Fortunately, spinal stenosis surgery outcomes for decompression can be among the most rewarding surgical methods used on the spine (second only to removal of some herniated discs). Generally patients do well after decompression surgery and are able to increase their activity following recovery from spinal stenosis surgery. Many patients have a better walking tolerance following back surgery for spinal stenosis.

Developments in Spinal Stenosis Surgery

More recently, a few new surgical approaches have also been introduced while other devices are in various stages of development and clinical trials. At least one has been approved for use in the treatment of central spinal stenosis.

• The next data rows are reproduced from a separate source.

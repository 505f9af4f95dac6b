//! Allocator interface

use crate::allocator::stats::AllocatorStats;
use crate::backend::runtime::DevicePtr;

/// Device memory allocator
///
/// Every address passed to [`DeviceAllocator::deallocate`] must come from
/// [`DeviceAllocator::allocate`] on the same allocator and must not have been
/// freed already.
pub trait DeviceAllocator: Send + Sync + std::fmt::Debug {
    /// Stable, human-readable allocator name
    fn name(&self) -> &str;

    /// Allocate `size` bytes. `None` means the allocation failed; failure is
    /// an ordinary outcome, never a panic.
    fn allocate(&self, alignment: usize, size: usize) -> Option<DevicePtr>;

    /// Release an address returned by [`DeviceAllocator::allocate`]
    fn deallocate(&self, ptr: DevicePtr);

    /// Whether the size queries below are supported
    fn tracks_allocation_sizes(&self) -> bool {
        false
    }

    /// Size requested for the live allocation at `ptr`.
    ///
    /// # Panics
    ///
    /// Panics if sizes are not tracked or `ptr` is not a live allocation.
    fn requested_size(&self, ptr: DevicePtr) -> usize {
        panic!(
            "{} does not track allocation sizes (queried {})",
            self.name(),
            ptr
        );
    }

    /// Size actually reserved for `ptr`; at least [`DeviceAllocator::requested_size`]
    fn allocated_size(&self, ptr: DevicePtr) -> usize {
        self.requested_size(ptr)
    }

    /// Usage statistics, if collected
    fn stats(&self) -> Option<AllocatorStats> {
        None
    }

    /// Start a new statistics window
    fn clear_stats(&self) {}
}
//! Pool allocator behaviour against the dummy runtime
//!
//! Covers statistics accounting, size tracking, pre-warming, deterministic
//! mode, the device 0 context workaround, degraded construction, fallback
//! routing, driver failures and address recycling.

mod common;

use std::sync::Arc;

use proptest::prelude::*;
use rocmforge_pool::backend::DummyEvent;
use rocmforge_pool::{
    AllocatorStats, DeviceAllocator, DeviceMallocAllocator, DevicePtr, DeviceRuntime,
    DummyRuntime, FallbackPolicy, HipPoolAllocator, PoolAllocatorConfig,
    PrimaryContextWorkaround,
};

use common::{dummy_runtime, init_test_logging, isolated_config, pool_allocator};

const MIB: usize = 1 << 20;

#[test]
fn test_stats_follow_allocate_deallocate_and_clear() {
    let runtime = dummy_runtime(1);
    let allocator = pool_allocator(&runtime, PoolAllocatorConfig::new(0, 64 * MIB));

    let a = allocator.allocate(256, 1024).expect("first allocation");
    let b = allocator.allocate(256, 4096).expect("second allocation");

    let stats = allocator.stats().unwrap();
    assert_eq!(stats.num_allocs, 2);
    assert_eq!(stats.bytes_in_use, 5120);
    assert_eq!(stats.peak_bytes_in_use, 5120);
    assert_eq!(stats.largest_alloc_size, 4096);
    assert_eq!(stats.bytes_limit, Some(64 * MIB));

    allocator.deallocate(a);
    let stats = allocator.stats().unwrap();
    assert_eq!(stats.bytes_in_use, 4096);
    assert_eq!(stats.peak_bytes_in_use, 5120);

    allocator.clear_stats();
    let stats = allocator.stats().unwrap();
    assert_eq!(stats.num_allocs, 0);
    assert_eq!(stats.largest_alloc_size, 0);
    assert_eq!(stats.bytes_in_use, 4096);
    assert_eq!(stats.peak_bytes_in_use, 4096);
    assert_eq!(stats.bytes_limit, Some(64 * MIB));

    allocator.deallocate(b);
    assert_eq!(allocator.stats().unwrap().bytes_in_use, 0);
    assert_eq!(runtime.live_pool_allocations(), 0);
}

#[test]
fn test_requested_size_matches_request() {
    let runtime = dummy_runtime(1);
    let allocator = pool_allocator(&runtime, PoolAllocatorConfig::new(0, MIB));

    assert!(allocator.tracks_allocation_sizes());
    let sizes = [1usize, 255, 256, 4097, 3 * MIB];
    let ptrs: Vec<DevicePtr> = sizes
        .iter()
        .map(|&size| allocator.allocate(64, size).unwrap())
        .collect();

    for (ptr, size) in ptrs.iter().zip(sizes) {
        assert_eq!(allocator.requested_size(*ptr), size);
        assert_eq!(allocator.allocated_size(*ptr), size);
    }
    assert_eq!(allocator.live_allocations(), sizes.len());

    for ptr in ptrs {
        allocator.deallocate(ptr);
    }
    assert_eq!(allocator.live_allocations(), 0);
}

#[test]
fn test_stats_snapshot_is_independent() {
    let runtime = dummy_runtime(1);
    let allocator = pool_allocator(&runtime, PoolAllocatorConfig::new(0, MIB));

    let ptr = allocator.allocate(0, 100).unwrap();
    let snapshot = allocator.stats().unwrap();
    allocator.deallocate(ptr);
    let _ = allocator.allocate(0, 200).unwrap();

    assert_eq!(snapshot.num_allocs, 1);
    assert_eq!(snapshot.bytes_in_use, 100);
}

#[test]
fn test_prewarm_fills_pool_and_resets_stats() {
    let runtime = dummy_runtime(1);
    let pool_size = 32 * MIB;
    let allocator = pool_allocator(
        &runtime,
        PoolAllocatorConfig::new(0, pool_size).with_reserve_memory(true),
    );

    assert_eq!(runtime.pool_alloc_sizes(), vec![pool_size]);
    assert_eq!(runtime.live_pool_allocations(), 0);

    let stats = allocator.stats().unwrap();
    assert_eq!(
        stats,
        AllocatorStats {
            bytes_limit: Some(pool_size),
            ..AllocatorStats::default()
        }
    );

    // The release threshold keeps the pre-filled memory reserved
    let usage = allocator.pool_usage().unwrap();
    assert_eq!(usage.reserved_current, pool_size as u64);
    assert_eq!(usage.used_current, 0);
}

#[test]
fn test_prewarm_skipped_without_pool() {
    let runtime = Arc::new(DummyRuntime::new(1).with_unsupported_device(0));
    let allocator = pool_allocator(
        &runtime,
        PoolAllocatorConfig::new(0, MIB).with_reserve_memory(true),
    );

    assert!(runtime.pool_alloc_sizes().is_empty());
    assert_eq!(allocator.stats().unwrap(), AllocatorStats::default());
}

#[test]
fn test_unsupported_device_degrades_to_unavailable() {
    init_test_logging();
    let runtime = Arc::new(DummyRuntime::new(1).with_unsupported_device(0));
    let allocator = pool_allocator(&runtime, PoolAllocatorConfig::new(0, 64 * MIB));

    assert!(!allocator.is_pool_available());
    assert!(allocator.unavailable_reason().is_some());
    assert!(allocator.allocate(0, 1024).is_none());
    assert!(allocator.allocate(0, 0).is_none());

    let stats = allocator.stats().unwrap();
    assert_eq!(stats, AllocatorStats::default());
    assert_eq!(stats.bytes_limit, None);
    assert_eq!(runtime.live_streams(), 0);
    assert!(runtime.pool_attributes(0).is_none());
}

#[test]
#[should_panic(expected = "not a live allocation")]
fn test_size_query_for_unknown_address_panics() {
    let runtime = dummy_runtime(1);
    let allocator = pool_allocator(&runtime, PoolAllocatorConfig::new(0, MIB));
    let _ = allocator.requested_size(DevicePtr::from_addr(0xdead_b000));
}
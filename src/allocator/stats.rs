//! Allocator usage statistics

use std::fmt;

use serde::{Deserialize, Serialize};

/// Snapshot of an allocator's usage counters
///
/// `bytes_in_use` always equals the sum of the sizes of the live allocations
/// and never exceeds `peak_bytes_in_use`.
#[derive(Debug, Clone, Copy, Default, PartialEq, Eq, Serialize, Deserialize)]
pub struct AllocatorStats {
    /// Successful allocations since the last reset
    pub num_allocs: u64,
    /// Bytes currently handed out
    pub bytes_in_use: usize,
    /// High-water mark of `bytes_in_use` since the last reset
    pub peak_bytes_in_use: usize,
    /// Largest single request since the last reset
    pub largest_alloc_size: usize,
    /// Configured pool release threshold, once it has been set
    pub bytes_limit: Option<usize>,
}

impl AllocatorStats {
    /// Account for a successful allocation of `size` bytes
    pub(crate) fn record_alloc(&mut self, size: usize) {
        self.num_allocs += 1;
        self.bytes_in_use += size;
        self.peak_bytes_in_use = self.peak_bytes_in_use.max(self.bytes_in_use);
        self.largest_alloc_size = self.largest_alloc_size.max(size);
    }

    /// Account for a released allocation of `size` bytes. Peak is untouched.
    pub(crate) fn record_free(&mut self, size: usize) {
        self.bytes_in_use = self.bytes_in_use.saturating_sub(size);
    }

    /// Start a new observation window.
    ///
    /// Live memory stays accounted for: peak restarts from the current usage,
    /// not from zero.
    pub(crate) fn reset_window(&mut self) {
        self.num_allocs = 0;
        self.largest_alloc_size = 0;
        self.peak_bytes_in_use = self.bytes_in_use;
    }
}

impl fmt::Display for AllocatorStats {
    fn fmt(&self, f: &mut fmt::Formatter<'_>) -> fmt::Result {
        writeln!(f, "Limit:        {}", self.bytes_limit.unwrap_or(0))?;
        writeln!(f, "InUse:        {}", self.bytes_in_use)?;
        writeln!(f, "MaxInUse:     {}", self.peak_bytes_in_use)?;
        writeln!(f, "NumAllocs:    {}", self.num_allocs)?;
        write!(f, "MaxAllocSize: {}", self.largest_alloc_size)
    }
}
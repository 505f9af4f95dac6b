use std::env;

fn main() {
    println!("cargo:rerun-if-env-changed=ROCM_PATH");
    println!("cargo:rerun-if-env-changed=HIP_PATH");

    // Host-only builds (DummyRuntime) need nothing from ROCm
    if env::var_os("CARGO_FEATURE_ROCM").is_none() {
        return;
    }

    let rocm_root = env::var("ROCM_PATH")
        .or_else(|_| env::var("HIP_PATH"))
        .unwrap_or_else(|_| "/opt/rocm".to_string());

    println!("cargo:rustc-link-search=native={}/lib", rocm_root);
    println!("cargo:rustc-link-lib=dylib=amdhip64");

    if !std::path::Path::new(&rocm_root).join("lib").exists() {
        println!(
            "cargo:warning=ROCm libraries not found under {}/lib. Set ROCM_PATH if ROCm is installed elsewhere.",
            rocm_root
        );
    }
}
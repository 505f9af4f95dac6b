//! Device runtime layer: driver seam, HIP bindings and the dummy test runtime

pub mod device_context;
pub mod dummy_runtime;
pub mod hip_backend;
pub mod runtime;
pub mod stream;

pub use device_context::ScopedDeviceActivation;
pub use dummy_runtime::{DummyEvent, DummyPoolAttributes, DummyRuntime};
pub use hip_backend::{HipError, HipResult};
#[cfg(feature = "rocm")]
pub use hip_backend::{gpu_available, HipRuntime};
pub use runtime::{
    DevicePtr, DeviceRuntime, MemoryInfo, PoolAttribute, PoolHandle, PoolUsageAttribute,
    StreamHandle,
};
pub use stream::HipStream;
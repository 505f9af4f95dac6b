//! Crate-level error handling
//!
//! The allocation fast path never returns errors: allocation failure is a
//! `None`, free failure is logged. [`AllocatorError`] covers everything around
//! it, configuration parsing and validation plus runtime setup done by callers
//! (the probe binary, test fixtures).

pub use thiserror;

use crate::backend::hip_backend::error::HipError;

/// Unified error type for configuration and setup
#[derive(Debug, thiserror::Error)]
pub enum AllocatorError {
    /// Device runtime call failed
    #[error("HIP error: {0}")]
    Hip(#[from] HipError),

    /// Environment variable holds a value that cannot be parsed
    #[error("Invalid value {value:?} for {name}: {reason}")]
    InvalidEnvVar {
        name: String,
        value: String,
        reason: String,
    },

    /// Configuration is well-formed but unusable
    #[error("Invalid configuration: {0}")]
    InvalidConfiguration(String),
}

impl AllocatorError {
    /// Categorize the error for handling decisions
    pub fn category(&self) -> ErrorCategory {
        match self {
            AllocatorError::InvalidEnvVar { .. } | AllocatorError::InvalidConfiguration(_) => {
                ErrorCategory::User
            }
            AllocatorError::Hip(err) if err.is_recoverable() => ErrorCategory::Recoverable,
            AllocatorError::Hip(_) => ErrorCategory::Internal,
        }
    }

    /// Whether retrying the failed operation may succeed
    pub fn is_recoverable(&self) -> bool {
        self.category() == ErrorCategory::Recoverable
    }
}

/// Broad error categories
#[derive(Debug, Clone, Copy, PartialEq, Eq)]
pub enum ErrorCategory {
    /// Caused by user input or configuration; fix the input
    User,
    /// Temporary condition; retrying may help
    Recoverable,
    /// Driver failure or bug
    Internal,
}

impl std::fmt::Display for ErrorCategory {
    fn fmt(&self, f: &mut std::fmt::Formatter<'_>) -> std::fmt::Result {
        match self {
            ErrorCategory::User => write!(f, "user"),
            ErrorCategory::Recoverable => write!(f, "recoverable"),
            ErrorCategory::Internal => write!(f, "internal"),
        }
    }
}

/// Result alias for configuration and setup
pub type AllocatorResult<T> = Result<T, AllocatorError>;
//! Synchronous `hipMalloc`/`hipFree` allocator
//!
//! Plain device allocations without a pool or stream ordering. Mainly useful
//! as the fallback of a pool allocator on devices without pool support.

use std::sync::Arc;

use crate::allocator::traits::DeviceAllocator;
use crate::backend::device_context::ScopedDeviceActivation;
use crate::backend::runtime::{DevicePtr, DeviceRuntime};

/// Allocator issuing one synchronous device allocation per request
#[derive(Debug)]
pub struct DeviceMallocAllocator {
    runtime: Arc<dyn DeviceRuntime>,
    device_id: i32,
    name: String,
}

impl DeviceMallocAllocator {
    pub fn new(runtime: Arc<dyn DeviceRuntime>, device_id: i32) -> Self {
        Self {
            runtime,
            device_id,
            name: format!("hip_malloc_{}", device_id),
        }
    }

    pub fn device_id(&self) -> i32 {
        self.device_id
    }
}

impl DeviceAllocator for DeviceMallocAllocator {
    fn name(&self) -> &str {
        &self.name
    }

    fn allocate(&self, _alignment: usize, size: usize) -> Option<DevicePtr> {
        let _ctx = match ScopedDeviceActivation::activate(self.runtime.as_ref(), self.device_id) {
            Ok(ctx) => ctx,
            Err(e) => {
                tracing::error!("{}: cannot activate device: {}", self.name, e);
                return None;
            }
        };

        match self.runtime.malloc(size) {
            Ok(ptr) => {
                tracing::trace!("{}: allocated {} bytes at {}", self.name, size, ptr);
                Some(ptr)
            }
            Err(e) => {
                tracing::error!("{}: failed to allocate {} bytes: {}", self.name, size, e);
                None
            }
        }
    }

    fn deallocate(&self, ptr: DevicePtr) {
        let _ctx = ScopedDeviceActivation::activate(self.runtime.as_ref(), self.device_id);
        if let Err(e) = self.runtime.free(ptr) {
            tracing::error!("{}: failed to free {}: {}", self.name, ptr, e);
        }
    }
}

  • Interspinous process devices. The goal of these devices is to help take the bucking out of the ligaments and disc that together are pressing on the central canal and hopefully also a widening of the nerve foramen. In cases of true bone spur foraminal or far lateral stenosis, however, this method is less likely to help. This device does limit backwards bending at the segment, thus limiting the ligament and posterior disc buckling. The X-STOP is a device that has been approved for stenosis treatment, principally of the central type.
  • Facet replacement or total element replacement. This new class of devices is still in the investigative stages and hopes to replace the facet joints in the back of the spine (or the total segmental element of the back of the spine). Whether or not this will assist patients with spinal stenosis depends on the extent of the central decompression, as yet to be proven. It is more likely that they might be of benefit in degenerative arthritis of the facet joints, which can contribute to foraminal stenosis, however.